You need to constantly be working at improving your gear so that you're the most prepared that you can be.
Don't just test our your BOB, if you have a tac vest, test that out as well. Be sure to include any weapons in the appropriate exercises as well.
By following through with the below 'tests', you're showing yourself what works and what doesn't.
Simply setting up a BOB and letting it sit won't give you any sort of idea about whether you're truly prepared and can handle what you've packed.
Here are a few ideas of how you can test out your gear. We recommend testing out your gear at least once a month and certainly changing out what doesn't work and especially changing out the food and first aid supplies on a regular basis so the items remain fresh.
1. Run/walk around the block with your gear and see how long it takes you to feel exhausted.
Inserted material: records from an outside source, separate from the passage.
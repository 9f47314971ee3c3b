use super::*;
use serde_json::json;
use wiremock::matchers::{body_partial_json, method, path};
use wiremock::{Mock, MockServer, ResponseTemplate};

fn config_for(server: &MockServer) -> OllamaConfig {
    let address = server.address();
    OllamaConfig {
        host: address.ip().to_string(),
        port: address.port(),
        model: "all-minilm:latest".to_string(),
        ..OllamaConfig::default()
    }
}

#[test]
fn client_configuration() {
    let config = OllamaConfig {
        protocol: "http".to_string(),
        host: "test-host".to_string(),
        port: 1234,
        model: "test-model".to_string(),
        ..OllamaConfig::default()
    };
    let client = OllamaClient::new(&config).expect("Failed to create client");

    assert_eq!(client.model(), "test-model");
    assert_eq!(client.base_url.host_str(), Some("test-host"));
    assert_eq!(client.base_url.port(), Some(1234));
}

#[test]
fn model_name_matching() {
    assert!(model_names_match("all-minilm:latest", "all-minilm"));
    assert!(model_names_match("all-minilm", "all-minilm:latest"));
    assert!(model_names_match("all-minilm:l6-v2", "all-minilm:l6-v2"));
    assert!(!model_names_match("all-minilm:l6-v2", "all-minilm"));
    assert!(!model_names_match("nomic-embed-text:latest", "all-minilm"));
}

#[tokio::test(flavor = "multi_thread")]
async fn generate_embedding_posts_model_and_input() {
    let server = MockServer::start().await;
    Mock::given(method("POST"))
        .and(path("/api/embed"))
        .and(body_partial_json(json!({
            "model": "all-minilm:latest",
            "input": "What model should I use?"
        })))
        .respond_with(ResponseTemplate::new(200).set_body_json(json!({
            "model": "all-minilm:latest",
            "embeddings": [[0.25, -0.5, 1.0]]
        })))
        .expect(1)
        .mount(&server)
        .await;

    let client = OllamaClient::new(&config_for(&server)).expect("client should build");
    let embedding = tokio::task::spawn_blocking(move || client.embed("What model should I use?"))
        .await
        .expect("task should join")
        .expect("embedding should succeed");

    assert_eq!(embedding, vec![0.25, -0.5, 1.0]);
}

#[tokio::test(flavor = "multi_thread")]
async fn generate_embedding_reports_server_errors() {
    let server = MockServer::start().await;
    Mock::given(method("POST"))
        .and(path("/api/embed"))
        .respond_with(ResponseTemplate::new(500).set_body_string("model crashed"))
        .expect(1)
        .mount(&server)
        .await;

    let client = OllamaClient::new(&config_for(&server)).expect("client should build");
    let result = tokio::task::spawn_blocking(move || client.embed("hello"))
        .await
        .expect("task should join");

    let message = format!("{:#}", result.expect_err("500 should fail"));
    assert!(message.contains("HTTP 500"), "unexpected error: {message}");
}

#[tokio::test(flavor = "multi_thread")]
async fn generate_embedding_rejects_empty_response() {
    let server = MockServer::start().await;
    Mock::given(method("POST"))
        .and(path("/api/embed"))
        .respond_with(ResponseTemplate::new(200).set_body_json(json!({ "embeddings": [] })))
        .mount(&server)
        .await;

    let client = OllamaClient::new(&config_for(&server)).expect("client should build");
    let result = tokio::task::spawn_blocking(move || client.embed("hello"))
        .await
        .expect("task should join");

    assert!(result.is_err());
}

#[tokio::test(flavor = "multi_thread")]
async fn health_check_validates_model() {
    let server = MockServer::start().await;
    Mock::given(method("GET"))
        .and(path("/api/tags"))
        .respond_with(ResponseTemplate::new(200).set_body_json(json!({
            "models": [
                { "name": "all-minilm:latest", "size": 45960996, "digest": "1b226e2802db" },
                { "name": "llama3:8b" }
            ]
        })))
        .mount(&server)
        .await;

    let client = OllamaClient::new(&config_for(&server)).expect("client should build");
    let missing = OllamaClient::new(&OllamaConfig {
        model: "nomic-embed-text".to_string(),
        ..config_for(&server)
    })
    .expect("client should build");

    let (healthy, unhealthy) =
        tokio::task::spawn_blocking(move || (client.health_check(), missing.health_check()))
            .await
            .expect("task should join");

    assert!(healthy.is_ok(), "health check failed: {healthy:?}");
    assert!(unhealthy.is_err());
}
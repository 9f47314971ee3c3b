use anyhow::{Context, Result};
use std::path::{Path, PathBuf};
use std::sync::Arc;
use tracing::{info, warn};

use crate::QaError;
use crate::collector::{CollectStats, TopicCollector};
use crate::config::Config;
use crate::embeddings::OllamaClient;
use crate::index::load_index;
use crate::retrieval::{PlaceholderExtractor, Retriever};
use crate::server;
use crate::topics::save_topics;

/// Command-line overrides for `collect`
#[derive(Debug, Clone, Default)]
pub struct CollectOptions {
    pub listing_url: Option<String>,
    pub output: Option<PathBuf>,
    pub no_browser: bool,
}

/// Command-line overrides for `serve`
#[derive(Debug, Clone, Default)]
pub struct ServeOptions {
    pub bind: Option<String>,
    pub index: Option<PathBuf>,
    pub metadata: Option<PathBuf>,
}

/// Collect every topic from the configured listing and write them to the topics file
#[inline]
pub async fn run_collect(config: &Config, options: CollectOptions) -> Result<CollectStats> {
    let mut collector_config = config.collector.clone();
    if let Some(listing_url) = options.listing_url {
        collector_config.listing_url = listing_url;
    }
    if let Some(output) = options.output {
        collector_config.output_path = output;
    }
    if options.no_browser {
        collector_config.enable_js_rendering = false;
    }

    let listing_url = collector_config.listing_url.clone();
    let output_path = collector_config.output_path.clone();

    let collector = TopicCollector::new(collector_config)?;
    let collection = collector.collect(&listing_url).await?;

    save_topics(&output_path, &collection.topics)
        .with_context(|| format!("Failed to save topics to {}", output_path.display()))?;
    info!(
        "Saved {} topics to {}",
        collection.topics.len(),
        output_path.display()
    );

    let stats = collection.stats;
    println!("Collection completed!");
    println!("  Topics discovered: {}", stats.discovered);
    println!("  Collected: {}", stats.collected);
    println!("  Skipped: {}", stats.failed);
    println!("  Duration: {:?}", stats.duration);
    println!("  Saved to: {}", output_path.display());

    Ok(stats)
}

/// Load the index, connect the Ollama embedder and wire up the retriever.
///
/// A missing or invalid index, or an index whose dimension differs from the
/// configured embedding dimension, is fatal.
#[inline]
pub fn build_retriever(
    config: &Config,
    index_path: &Path,
    metadata_path: &Path,
) -> crate::Result<Retriever> {
    let index = load_index(index_path, metadata_path)?;

    let expected = config.ollama.embedding_dimension as usize;
    if index.dimension() != expected {
        return Err(QaError::Index(format!(
            "index has dimension {} but model {} is configured for {}",
            index.dimension(),
            config.ollama.model,
            expected
        )));
    }

    let embedder = OllamaClient::new(&config.ollama)
        .map_err(|e| QaError::Embedding(format!("{:#}", e)))?;

    match embedder.health_check() {
        Ok(()) => info!("Ollama is reachable, using model {}", embedder.model()),
        Err(e) => warn!(
            "Ollama health check failed, queries will fail until it is available: {:#}",
            e
        ),
    }

    Ok(Retriever::new(
        index,
        Arc::new(embedder),
        Arc::new(PlaceholderExtractor),
    ))
}

/// Run the HTTP retriever until Ctrl-C
#[inline]
pub async fn serve_retriever(config: &Config, options: ServeOptions) -> crate::Result<()> {
    let mut server_config = config.server.clone();
    if let Some(bind) = options.bind {
        server_config.set_bind(bind)?;
    }
    let index_path = options.index.unwrap_or_else(|| server_config.index_path.clone());
    let metadata_path = options
        .metadata
        .unwrap_or_else(|| server_config.metadata_path.clone());

    let retriever = build_retriever(config, &index_path, &metadata_path)?;
    let app = server::router(Arc::new(retriever), server_config.max_body_bytes);

    let addr = server_config.bind_addr()?;
    let listener = tokio::net::TcpListener::bind(addr)
        .await
        .map_err(|e| QaError::Server(format!("failed to bind {}: {}", addr, e)))?;

    server::serve(listener, app).await
}
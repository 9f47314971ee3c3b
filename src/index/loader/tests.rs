use super::*;
use serde_json::json;
use std::path::PathBuf;
use tempfile::TempDir;

fn write(dir: &TempDir, name: &str, value: &serde_json::Value) -> PathBuf {
    let path = dir.path().join(name);
    fs::write(&path, serde_json::to_vec(value).expect("json serializes")).expect("file written");
    path
}

#[test]
fn loads_paired_index() {
    let dir = TempDir::new().expect("should create temp dir");
    let index_path = write(
        &dir,
        "index.json",
        &json!({ "metric": "cosine", "dimension": 2, "vectors": [[1.0, 0.0], [0.0, 1.0]] }),
    );
    let metadata_path = write(
        &dir,
        "metadata.json",
        &json!([
            { "title": "A", "content": "about apples", "url": "https://x/t/a/1", "links": [], "images": [] },
            "raw banana text"
        ]),
    );

    let index = load_index(&index_path, &metadata_path).expect("index should load");

    assert_eq!(index.len(), 2);
    assert_eq!(index.dimension(), 2);
    assert_eq!(index.metric(), DistanceMetric::Cosine);
    assert_eq!(
        index.entries()[1].record,
        DocumentRecord::Text("raw banana text".to_string())
    );
}

#[test]
fn metric_and_dimension_are_optional() {
    let dir = TempDir::new().expect("should create temp dir");
    let index_path = write(&dir, "index.json", &json!({ "vectors": [[0.5, 0.5, 0.5]] }));
    let metadata_path = write(&dir, "metadata.json", &json!(["only"]));

    let index = load_index(&index_path, &metadata_path).expect("index should load");

    assert_eq!(index.metric(), DistanceMetric::L2);
    assert_eq!(index.dimension(), 3);
}

#[test]
fn empty_index_is_fatal() {
    let dir = TempDir::new().expect("should create temp dir");
    let index_path = write(&dir, "index.json", &json!({ "vectors": [] }));
    let metadata_path = write(&dir, "metadata.json", &json!([]));

    let err = load_index(&index_path, &metadata_path).expect_err("empty index must fail");
    assert!(matches!(err, QaError::Index(_)));
}

#[test]
fn count_mismatch_is_fatal() {
    let dir = TempDir::new().expect("should create temp dir");
    let index_path = write(&dir, "index.json", &json!({ "vectors": [[1.0], [2.0]] }));
    let metadata_path = write(&dir, "metadata.json", &json!(["one"]));

    let err = load_index(&index_path, &metadata_path).expect_err("mismatch must fail");
    assert!(err.to_string().contains("2 vectors but metadata has 1"), "{err}");
}

#[test]
fn declared_dimension_must_match_vectors() {
    let dir = TempDir::new().expect("should create temp dir");
    let index_path = write(
        &dir,
        "index.json",
        &json!({ "dimension": 384, "vectors": [[1.0, 2.0]] }),
    );
    let metadata_path = write(&dir, "metadata.json", &json!(["one"]));

    assert!(matches!(
        load_index(&index_path, &metadata_path),
        Err(QaError::Index(_))
    ));
}

#[test]
fn missing_or_malformed_files_are_fatal() {
    let dir = TempDir::new().expect("should create temp dir");
    let index_path = write(&dir, "index.json", &json!({ "vectors": [[1.0]] }));
    let bad_metadata = write(&dir, "metadata.json", &json!([1, 2, 3]));

    assert!(matches!(
        load_index(&index_path, &dir.path().join("missing.json")),
        Err(QaError::Index(_))
    ));
    assert!(matches!(
        load_index(&dir.path().join("missing.json"), &bad_metadata),
        Err(QaError::Index(_))
    ));
    assert!(matches!(
        load_index(&index_path, &bad_metadata),
        Err(QaError::Index(_))
    ));
}

#[test]
fn index_file_roundtrip() {
    let file = IndexFile {
        metric: DistanceMetric::InnerProduct,
        dimension: None,
        vectors: vec![vec![0.25, 0.75]],
    };

    let text = serde_json::to_string(&file).expect("serializes");
    assert!(text.contains("\"inner_product\""));
    assert!(!text.contains("dimension"));
    assert_eq!(
        serde_json::from_str::<IndexFile>(&text).expect("parses"),
        file
    );
}
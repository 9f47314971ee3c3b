#[cfg(test)]
mod tests;

use anyhow::{Context, Result, anyhow};
use serde::{Deserialize, Serialize};
use std::time::Duration;
use tracing::{debug, info, warn};
use url::Url;

use super::Embedder;
use crate::config::OllamaConfig;

/// Output size of all-minilm, the Ollama build of all-MiniLM-L6-v2
pub const DEFAULT_EMBEDDING_DIMENSION: u32 = 384;

#[derive(Debug, Clone)]
pub struct OllamaClient {
    base_url: Url,
    model: String,
    agent: ureq::Agent,
}

#[derive(Debug, Serialize)]
struct EmbedRequest<'a> {
    model: &'a str,
    input: &'a str,
}

#[derive(Debug, Deserialize)]
struct EmbedResponse {
    embeddings: Vec<Vec<f32>>,
}

#[derive(Debug, Deserialize)]
pub struct ModelInfo {
    pub name: String,
    pub size: Option<u64>,
    pub digest: Option<String>,
}

#[derive(Debug, Deserialize)]
struct ModelsResponse {
    models: Vec<ModelInfo>,
}

impl OllamaClient {
    #[inline]
    pub fn new(config: &OllamaConfig) -> Result<Self> {
        let base_url = config
            .ollama_url()
            .context("Failed to generate Ollama URL from config")?;

        let agent = ureq::Agent::config_builder()
            .timeout_global(Some(Duration::from_secs(config.timeout_seconds)))
            .build()
            .into();

        Ok(Self {
            base_url,
            model: config.model.clone(),
            agent,
        })
    }

    #[inline]
    pub fn with_timeout(mut self, timeout: Duration) -> Self {
        self.agent = ureq::Agent::config_builder()
            .timeout_global(Some(timeout))
            .build()
            .into();
        self
    }

    #[inline]
    pub fn model(&self) -> &str {
        &self.model
    }

    /// Test connection to Ollama server and verify model availability
    #[inline]
    pub fn health_check(&self) -> Result<()> {
        debug!("Performing health check for Ollama at {}", self.base_url);

        self.ping().context("Server ping failed")?;
        self.validate_model().context("Model validation failed")?;

        info!(
            "Health check passed for Ollama server at {} with model {}",
            self.base_url, self.model
        );
        Ok(())
    }

    /// Ping the Ollama server to check if it's responsive
    #[inline]
    pub fn ping(&self) -> Result<()> {
        let url = self
            .base_url
            .join("/api/tags")
            .context("Failed to build ping URL")?;

        debug!("Pinging Ollama server at {}", url);
        self.get(&url).context("Failed to ping Ollama server")?;
        Ok(())
    }

    /// Validate that the configured model is available.
    ///
    /// Ollama reports tagged names, so `all-minilm` matches `all-minilm:latest`.
    #[inline]
    pub fn validate_model(&self) -> Result<()> {
        let models = self.list_models().context("Failed to list models")?;

        if models.iter().any(|m| model_names_match(&m.name, &self.model)) {
            debug!("Model {} is available", self.model);
            Ok(())
        } else {
            let available_models: Vec<&str> = models.iter().map(|m| m.name.as_str()).collect();
            warn!(
                "Model {} not found. Available models: {:?}",
                self.model, available_models
            );
            Err(anyhow!(
                "Model '{}' is not available. Available models: {:?}",
                self.model,
                available_models
            ))
        }
    }

    /// List all available models
    #[inline]
    pub fn list_models(&self) -> Result<Vec<ModelInfo>> {
        let url = self
            .base_url
            .join("/api/tags")
            .context("Failed to build models URL")?;

        let response_text = self.get(&url).context("Failed to fetch models")?;
        let models_response: ModelsResponse =
            serde_json::from_str(&response_text).context("Failed to parse models response")?;

        debug!("Found {} models", models_response.models.len());
        Ok(models_response.models)
    }

    /// Generate the embedding for a single text input
    #[inline]
    pub fn generate_embedding(&self, text: &str) -> Result<Vec<f32>> {
        debug!("Generating embedding for text (length: {})", text.len());

        let url = self
            .base_url
            .join("/api/embed")
            .context("Failed to build embedding URL")?;

        let request_json = serde_json::to_string(&EmbedRequest {
            model: &self.model,
            input: text,
        })
        .context("Failed to serialize embedding request")?;

        let response_text = self
            .agent
            .post(url.as_str())
            .header("Content-Type", "application/json")
            .send(&request_json)
            .and_then(|mut resp| resp.body_mut().read_to_string())
            .map_err(describe_error)
            .context("Failed to generate embedding")?;

        let embed_response: EmbedResponse =
            serde_json::from_str(&response_text).context("Failed to parse embedding response")?;

        let embedding = embed_response
            .embeddings
            .into_iter()
            .next()
            .ok_or_else(|| anyhow!("Ollama returned no embedding"))?;

        if embedding.is_empty() {
            return Err(anyhow!("Ollama returned an empty embedding"));
        }

        debug!("Generated embedding with {} dimensions", embedding.len());
        Ok(embedding)
    }

    fn get(&self, url: &Url) -> Result<String> {
        self.agent
            .get(url.as_str())
            .call()
            .and_then(|mut resp| resp.body_mut().read_to_string())
            .map_err(describe_error)
    }
}

impl Embedder for OllamaClient {
    #[inline]
    fn embed(&self, text: &str) -> Result<Vec<f32>> {
        self.generate_embedding(text)
    }
}

fn describe_error(error: ureq::Error) -> anyhow::Error {
    match error {
        ureq::Error::StatusCode(status) => anyhow!("Ollama returned HTTP {}", status),
        other => anyhow!("Request error: {}", other),
    }
}

fn model_names_match(available: &str, wanted: &str) -> bool {
    fn with_tag(name: &str) -> std::borrow::Cow<'_, str> {
        if name.contains(':') {
            std::borrow::Cow::Borrowed(name)
        } else {
            std::borrow::Cow::Owned(format!("{}:latest", name))
        }
    }

    with_tag(available) == with_tag(wanted)
}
This'll feel different for everyone, so make your own judgement on whether or not your gear needs to be adjusted.
2. Go camping with JUST your BOB. Try going camping for a weekend with just the contents of your BOB. You might be shocked to find out that you're not as prepared as you may think, but that's ok! Go home and make the proper adjustments.
3. Use your gear during training exercises. If you go paint balling, laser tagging or air softing, then just take your gear and see how well you can maneuver with it and how quickly you get tired.
4. See how quickly you can get out of your house with your gear. Make sure you run drills with your gear once or twice a month to determine the best place to put your gear in order to efficiently exit the establishment.
Keep a notepad handy through each test so that you can jot down notes as to what works and what doesn't.
Then at the end of each test, adjust your gear accordingly.